■ **Exercise details**:
Each of the entries below needs to be given again exactly.
----- Data for this task
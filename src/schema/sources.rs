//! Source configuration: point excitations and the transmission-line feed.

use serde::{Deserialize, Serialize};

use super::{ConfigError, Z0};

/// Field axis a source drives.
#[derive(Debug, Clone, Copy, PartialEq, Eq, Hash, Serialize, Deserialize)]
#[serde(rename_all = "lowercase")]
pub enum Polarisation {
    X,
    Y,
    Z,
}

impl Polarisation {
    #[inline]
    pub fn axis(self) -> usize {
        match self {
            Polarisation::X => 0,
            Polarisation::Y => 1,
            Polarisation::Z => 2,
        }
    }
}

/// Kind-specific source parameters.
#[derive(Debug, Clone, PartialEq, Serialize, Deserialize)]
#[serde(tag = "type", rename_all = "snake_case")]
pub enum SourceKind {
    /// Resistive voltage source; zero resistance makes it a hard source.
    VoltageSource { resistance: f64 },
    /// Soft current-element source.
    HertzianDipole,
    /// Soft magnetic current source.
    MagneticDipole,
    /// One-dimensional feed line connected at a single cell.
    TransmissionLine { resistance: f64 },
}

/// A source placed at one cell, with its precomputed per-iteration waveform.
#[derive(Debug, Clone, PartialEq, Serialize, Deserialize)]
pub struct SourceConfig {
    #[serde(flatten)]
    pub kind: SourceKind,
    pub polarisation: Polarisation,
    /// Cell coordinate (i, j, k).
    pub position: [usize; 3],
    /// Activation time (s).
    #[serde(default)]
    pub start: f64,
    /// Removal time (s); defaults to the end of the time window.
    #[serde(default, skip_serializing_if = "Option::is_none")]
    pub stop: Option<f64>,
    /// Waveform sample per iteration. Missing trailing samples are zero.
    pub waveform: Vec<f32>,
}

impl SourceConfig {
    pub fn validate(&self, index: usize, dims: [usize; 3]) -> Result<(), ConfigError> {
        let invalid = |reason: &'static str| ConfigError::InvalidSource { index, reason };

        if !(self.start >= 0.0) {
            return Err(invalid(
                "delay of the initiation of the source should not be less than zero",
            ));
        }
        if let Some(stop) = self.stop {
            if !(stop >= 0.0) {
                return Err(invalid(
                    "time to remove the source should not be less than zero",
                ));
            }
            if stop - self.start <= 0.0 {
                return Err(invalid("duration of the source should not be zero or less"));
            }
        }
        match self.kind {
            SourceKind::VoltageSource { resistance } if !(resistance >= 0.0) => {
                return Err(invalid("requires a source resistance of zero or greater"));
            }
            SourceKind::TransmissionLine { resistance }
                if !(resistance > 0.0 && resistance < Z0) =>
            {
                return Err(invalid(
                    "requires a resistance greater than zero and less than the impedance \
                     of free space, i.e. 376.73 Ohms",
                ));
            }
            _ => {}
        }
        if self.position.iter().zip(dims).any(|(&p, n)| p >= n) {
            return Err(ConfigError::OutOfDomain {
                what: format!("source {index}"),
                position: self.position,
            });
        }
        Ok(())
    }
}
----------
■ **Completed exercise**:
filename src/schema/sources.rs
//! Source configuration: point excitations and the transmission-line feed.

use serde::{Deserialize, Serialize};

use super::{ConfigError, Z0};

/// Field axis a source drives.
#[derive(Debug, Clone, Copy, PartialEq, Eq, Hash, Serialize, Deserialize)]
#[serde(rename_all = "lowercase")]
pub enum Polarisation {
    X,
    Y,
    Z,
}

impl Polarisation {
    #[inline]
    pub fn axis(self) -> usize {
        match self {
            Polarisation::X => 0,
            Polarisation::Y => 1,
            Polarisation::Z => 2,
        }
    }
}

/// Kind-specific source parameters.
#[derive(Debug, Clone, PartialEq, Serialize, Deserialize)]
#[serde(tag = "type", rename_all = "snake_case")]
pub enum SourceKind {
    /// Resistive voltage source; zero resistance makes it a hard source.
    VoltageSource { resistance: f64 },
    /// Soft current-element source.
    HertzianDipole,
    /// Soft magnetic current source.
    MagneticDipole,
    /// One-dimensional feed line connected at a single cell.
    TransmissionLine { resistance: f64 },
}

/// A source placed at one cell, with its precomputed per-iteration waveform.
#[derive(Debug, Clone, PartialEq, Serialize, Deserialize)]
pub struct SourceConfig {
    #[serde(flatten)]
    pub kind: SourceKind,
    pub polarisation: Polarisation,
    /// Cell coordinate (i, j, k).
    pub position: [usize; 3],
    /// Activation time (s).
    #[serde(default)]
    pub start: f64,
    /// Removal time (s); defaults to the end of the time window.
    #[serde(default, skip_serializing_if = "Option::is_none")]
    pub stop: Option<f64>,
    /// Waveform sample per iteration. Missing trailing samples are zero.
    pub waveform: Vec<f32>,
}

impl SourceConfig {
    pub fn validate(&self, index: usize, dims: [usize; 3]) -> Result<(), ConfigError> {
        let invalid = |reason: &'static str| ConfigError::InvalidSource { index, reason };

        if !(self.start >= 0.0) {
            return Err(invalid(
                "delay of the initiation of the source should not be less than zero",
            ));
        }
        if let Some(stop) = self.stop {
            if !(stop >= 0.0) {
                return Err(invalid(
                    "time to remove the source should not be less than zero",
                ));
            }
            if stop - self.start <= 0.0 {
                return Err(invalid("duration of the source should not be zero or less"));
            }
        }
        match self.kind {
            SourceKind::VoltageSource { resistance } if !(resistance >= 0.0) => {
                return Err(invalid("requires a source resistance of zero or greater"));
            }
            SourceKind::TransmissionLine { resistance }
                if !(resistance > 0.0 && resistance < Z0) =>
            {
                return Err(invalid(
                    "requires a resistance greater than zero and less than the impedance \
                     of free space, i.e. 376.73 Ohms",
                ));
            }
            _ => {}
        }
        if self.position.iter().zip(dims).any(|(&p, n)| p >= n) {
            return Err(ConfigError::OutOfDomain {
                what: format!("source {index}"),
                position: self.position,
            });
        }
        Ok(())
    }
}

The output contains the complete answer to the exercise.